### Given data ###

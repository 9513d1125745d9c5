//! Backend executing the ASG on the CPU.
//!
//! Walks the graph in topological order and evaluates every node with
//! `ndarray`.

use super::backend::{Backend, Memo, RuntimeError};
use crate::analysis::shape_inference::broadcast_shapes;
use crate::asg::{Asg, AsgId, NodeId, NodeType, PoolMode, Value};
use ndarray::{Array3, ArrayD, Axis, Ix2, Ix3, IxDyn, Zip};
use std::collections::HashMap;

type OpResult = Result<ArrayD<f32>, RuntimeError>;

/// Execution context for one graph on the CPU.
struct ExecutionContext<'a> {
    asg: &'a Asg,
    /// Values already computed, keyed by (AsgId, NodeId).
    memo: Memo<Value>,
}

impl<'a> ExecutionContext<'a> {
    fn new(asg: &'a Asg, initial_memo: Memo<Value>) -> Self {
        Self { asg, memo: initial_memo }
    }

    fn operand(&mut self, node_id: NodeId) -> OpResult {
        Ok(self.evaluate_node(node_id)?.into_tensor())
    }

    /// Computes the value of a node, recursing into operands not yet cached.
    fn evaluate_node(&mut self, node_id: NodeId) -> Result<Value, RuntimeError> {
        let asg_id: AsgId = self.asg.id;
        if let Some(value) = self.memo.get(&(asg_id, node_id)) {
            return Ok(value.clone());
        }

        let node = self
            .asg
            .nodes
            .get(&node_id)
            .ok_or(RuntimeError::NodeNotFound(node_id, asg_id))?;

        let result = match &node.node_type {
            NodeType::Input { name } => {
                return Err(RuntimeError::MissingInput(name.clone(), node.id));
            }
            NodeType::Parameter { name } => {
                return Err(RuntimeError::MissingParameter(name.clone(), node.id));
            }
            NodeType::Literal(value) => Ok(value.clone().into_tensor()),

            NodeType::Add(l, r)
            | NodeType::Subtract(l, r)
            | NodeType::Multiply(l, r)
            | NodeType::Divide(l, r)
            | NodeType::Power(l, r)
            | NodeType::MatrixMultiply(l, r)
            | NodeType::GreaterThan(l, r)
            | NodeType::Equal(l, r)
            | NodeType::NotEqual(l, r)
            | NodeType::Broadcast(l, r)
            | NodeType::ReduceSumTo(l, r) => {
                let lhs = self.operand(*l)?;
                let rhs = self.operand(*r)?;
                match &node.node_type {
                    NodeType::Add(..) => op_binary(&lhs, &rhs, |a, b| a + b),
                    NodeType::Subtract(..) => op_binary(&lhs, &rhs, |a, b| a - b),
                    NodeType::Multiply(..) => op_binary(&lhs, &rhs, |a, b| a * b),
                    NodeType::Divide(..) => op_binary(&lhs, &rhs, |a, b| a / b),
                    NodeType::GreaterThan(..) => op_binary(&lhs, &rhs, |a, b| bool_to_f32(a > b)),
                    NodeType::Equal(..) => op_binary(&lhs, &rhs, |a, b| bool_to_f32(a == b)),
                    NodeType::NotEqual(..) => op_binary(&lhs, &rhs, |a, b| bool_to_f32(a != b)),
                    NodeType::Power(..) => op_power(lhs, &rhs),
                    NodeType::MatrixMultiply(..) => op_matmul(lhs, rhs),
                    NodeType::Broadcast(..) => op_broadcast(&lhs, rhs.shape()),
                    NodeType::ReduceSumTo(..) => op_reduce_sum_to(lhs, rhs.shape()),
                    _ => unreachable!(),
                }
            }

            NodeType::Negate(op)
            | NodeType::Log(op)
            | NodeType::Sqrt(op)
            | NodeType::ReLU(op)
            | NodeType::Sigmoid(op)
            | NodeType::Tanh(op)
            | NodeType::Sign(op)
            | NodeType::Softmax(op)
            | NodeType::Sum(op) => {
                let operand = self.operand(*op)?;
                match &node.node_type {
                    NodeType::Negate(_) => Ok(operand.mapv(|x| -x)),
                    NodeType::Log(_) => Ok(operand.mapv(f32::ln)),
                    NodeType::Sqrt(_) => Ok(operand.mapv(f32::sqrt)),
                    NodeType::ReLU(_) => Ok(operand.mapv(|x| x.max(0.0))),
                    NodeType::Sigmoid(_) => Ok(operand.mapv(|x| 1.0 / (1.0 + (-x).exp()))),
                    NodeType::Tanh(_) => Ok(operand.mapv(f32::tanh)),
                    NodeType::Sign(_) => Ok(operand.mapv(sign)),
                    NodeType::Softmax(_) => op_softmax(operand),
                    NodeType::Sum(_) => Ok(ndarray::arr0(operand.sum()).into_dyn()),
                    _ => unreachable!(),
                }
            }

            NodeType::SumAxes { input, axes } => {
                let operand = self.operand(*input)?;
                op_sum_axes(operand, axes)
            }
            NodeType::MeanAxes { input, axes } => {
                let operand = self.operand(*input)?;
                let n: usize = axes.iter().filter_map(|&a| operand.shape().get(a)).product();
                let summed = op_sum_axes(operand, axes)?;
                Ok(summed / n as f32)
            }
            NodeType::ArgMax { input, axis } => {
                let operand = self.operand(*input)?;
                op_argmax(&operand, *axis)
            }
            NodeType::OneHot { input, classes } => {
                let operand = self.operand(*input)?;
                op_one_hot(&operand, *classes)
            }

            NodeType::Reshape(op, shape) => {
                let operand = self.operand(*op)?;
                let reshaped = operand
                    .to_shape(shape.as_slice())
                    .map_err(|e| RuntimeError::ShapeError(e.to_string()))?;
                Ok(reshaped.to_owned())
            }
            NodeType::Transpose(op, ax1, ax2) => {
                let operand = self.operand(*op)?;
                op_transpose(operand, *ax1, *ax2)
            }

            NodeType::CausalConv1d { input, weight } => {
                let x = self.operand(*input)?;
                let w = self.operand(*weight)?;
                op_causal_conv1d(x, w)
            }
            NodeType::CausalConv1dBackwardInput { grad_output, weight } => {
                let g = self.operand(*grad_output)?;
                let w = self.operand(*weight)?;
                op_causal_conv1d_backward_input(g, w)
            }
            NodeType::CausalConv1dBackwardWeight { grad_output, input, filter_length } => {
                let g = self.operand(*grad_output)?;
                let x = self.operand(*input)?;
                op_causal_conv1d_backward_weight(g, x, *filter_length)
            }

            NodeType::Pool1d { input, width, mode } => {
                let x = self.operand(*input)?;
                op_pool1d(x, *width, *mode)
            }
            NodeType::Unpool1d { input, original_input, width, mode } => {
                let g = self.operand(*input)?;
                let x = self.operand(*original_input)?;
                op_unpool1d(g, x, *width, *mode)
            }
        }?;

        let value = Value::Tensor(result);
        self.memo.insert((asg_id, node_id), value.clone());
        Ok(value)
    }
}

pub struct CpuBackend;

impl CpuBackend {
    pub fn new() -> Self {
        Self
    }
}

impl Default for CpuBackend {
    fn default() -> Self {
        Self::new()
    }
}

###

### Work item
Nothing is to be left out, and every entry is to be transcribed exactly.

### Problem solution
repository 9513d1125745d9c5
//! Backend executing the ASG on the CPU.
//!
//! Walks the graph in topological order and evaluates every node with
//! `ndarray`.

use super::backend::{Backend, Memo, RuntimeError};
use crate::analysis::shape_inference::broadcast_shapes;
use crate::asg::{Asg, AsgId, NodeId, NodeType, PoolMode, Value};
use ndarray::{Array3, ArrayD, Axis, Ix2, Ix3, IxDyn, Zip};
use std::collections::HashMap;

type OpResult = Result<ArrayD<f32>, RuntimeError>;

/// Execution context for one graph on the CPU.
struct ExecutionContext<'a> {
    asg: &'a Asg,
    /// Values already computed, keyed by (AsgId, NodeId).
    memo: Memo<Value>,
}

impl<'a> ExecutionContext<'a> {
    fn new(asg: &'a Asg, initial_memo: Memo<Value>) -> Self {
        Self { asg, memo: initial_memo }
    }

    fn operand(&mut self, node_id: NodeId) -> OpResult {
        Ok(self.evaluate_node(node_id)?.into_tensor())
    }

    /// Computes the value of a node, recursing into operands not yet cached.
    fn evaluate_node(&mut self, node_id: NodeId) -> Result<Value, RuntimeError> {
        let asg_id: AsgId = self.asg.id;
        if let Some(value) = self.memo.get(&(asg_id, node_id)) {
            return Ok(value.clone());
        }

        let node = self
            .asg
            .nodes
            .get(&node_id)
            .ok_or(RuntimeError::NodeNotFound(node_id, asg_id))?;

        let result = match &node.node_type {
            NodeType::Input { name } => {
                return Err(RuntimeError::MissingInput(name.clone(), node.id));
            }
            NodeType::Parameter { name } => {
                return Err(RuntimeError::MissingParameter(name.clone(), node.id));
            }
            NodeType::Literal(value) => Ok(value.clone().into_tensor()),

            NodeType::Add(l, r)
            | NodeType::Subtract(l, r)
            | NodeType::Multiply(l, r)
            | NodeType::Divide(l, r)
            | NodeType::Power(l, r)
            | NodeType::MatrixMultiply(l, r)
            | NodeType::GreaterThan(l, r)
            | NodeType::Equal(l, r)
            | NodeType::NotEqual(l, r)
            | NodeType::Broadcast(l, r)
            | NodeType::ReduceSumTo(l, r) => {
                let lhs = self.operand(*l)?;
                let rhs = self.operand(*r)?;
                match &node.node_type {
                    NodeType::Add(..) => op_binary(&lhs, &rhs, |a, b| a + b),
                    NodeType::Subtract(..) => op_binary(&lhs, &rhs, |a, b| a - b),
                    NodeType::Multiply(..) => op_binary(&lhs, &rhs, |a, b| a * b),
                    NodeType::Divide(..) => op_binary(&lhs, &rhs, |a, b| a / b),
                    NodeType::GreaterThan(..) => op_binary(&lhs, &rhs, |a, b| bool_to_f32(a > b)),
                    NodeType::Equal(..) => op_binary(&lhs, &rhs, |a, b| bool_to_f32(a == b)),
                    NodeType::NotEqual(..) => op_binary(&lhs, &rhs, |a, b| bool_to_f32(a != b)),
                    NodeType::Power(..) => op_power(lhs, &rhs),
                    NodeType::MatrixMultiply(..) => op_matmul(lhs, rhs),
                    NodeType::Broadcast(..) => op_broadcast(&lhs, rhs.shape()),
                    NodeType::ReduceSumTo(..) => op_reduce_sum_to(lhs, rhs.shape()),
                    _ => unreachable!(),
                }
            }

            NodeType::Negate(op)
            | NodeType::Log(op)
            | NodeType::Sqrt(op)
            | NodeType::ReLU(op)
            | NodeType::Sigmoid(op)
            | NodeType::Tanh(op)
            | NodeType::Sign(op)
            | NodeType::Softmax(op)
            | NodeType::Sum(op) => {
                let operand = self.operand(*op)?;
                match &node.node_type {
                    NodeType::Negate(_) => Ok(operand.mapv(|x| -x)),
                    NodeType::Log(_) => Ok(operand.mapv(f32::ln)),
                    NodeType::Sqrt(_) => Ok(operand.mapv(f32::sqrt)),
                    NodeType::ReLU(_) => Ok(operand.mapv(|x| x.max(0.0))),
                    NodeType::Sigmoid(_) => Ok(operand.mapv(|x| 1.0 / (1.0 + (-x).exp()))),
                    NodeType::Tanh(_) => Ok(operand.mapv(f32::tanh)),
                    NodeType::Sign(_) => Ok(operand.mapv(sign)),
                    NodeType::Softmax(_) => op_softmax(operand),
                    NodeType::Sum(_) => Ok(ndarray::arr0(operand.sum()).into_dyn()),
                    _ => unreachable!(),
                }
            }

            NodeType::SumAxes { input, axes } => {
                let operand = self.operand(*input)?;
                op_sum_axes(operand, axes)
            }
            NodeType::MeanAxes { input, axes } => {
                let operand = self.operand(*input)?;
                let n: usize = axes.iter().filter_map(|&a| operand.shape().get(a)).product();
                let summed = op_sum_axes(operand, axes)?;
                Ok(summed / n as f32)
            }
            NodeType::ArgMax { input, axis } => {
                let operand = self.operand(*input)?;
                op_argmax(&operand, *axis)
            }
            NodeType::OneHot { input, classes } => {
                let operand = self.operand(*input)?;
                op_one_hot(&operand, *classes)
            }

            NodeType::Reshape(op, shape) => {
                let operand = self.operand(*op)?;
                let reshaped = operand
                    .to_shape(shape.as_slice())
                    .map_err(|e| RuntimeError::ShapeError(e.to_string()))?;
                Ok(reshaped.to_owned())
            }
            NodeType::Transpose(op, ax1, ax2) => {
                let operand = self.operand(*op)?;
                op_transpose(operand, *ax1, *ax2)
            }

            NodeType::CausalConv1d { input, weight } => {
                let x = self.operand(*input)?;
                let w = self.operand(*weight)?;
                op_causal_conv1d(x, w)
            }
            NodeType::CausalConv1dBackwardInput { grad_output, weight } => {
                let g = self.operand(*grad_output)?;
                let w = self.operand(*weight)?;
                op_causal_conv1d_backward_input(g, w)
            }
            NodeType::CausalConv1dBackwardWeight { grad_output, input, filter_length } => {
                let g = self.operand(*grad_output)?;
                let x = self.operand(*input)?;
                op_causal_conv1d_backward_weight(g, x, *filter_length)
            }

            NodeType::Pool1d { input, width, mode } => {
                let x = self.operand(*input)?;
                op_pool1d(x, *width, *mode)
            }
            NodeType::Unpool1d { input, original_input, width, mode } => {
                let g = self.operand(*input)?;
                let x = self.operand(*original_input)?;
                op_unpool1d(g, x, *width, *mode)
            }
        }?;

        let value = Value::Tensor(result);
        self.memo.insert((asg_id, node_id), value.clone());
        Ok(value)
    }
}

pub struct CpuBackend;

impl CpuBackend {
    pub fn new() -> Self {
        Self
    }
}

impl Default for CpuBackend {
    fn default() -> Self {
        Self::new()
    }
}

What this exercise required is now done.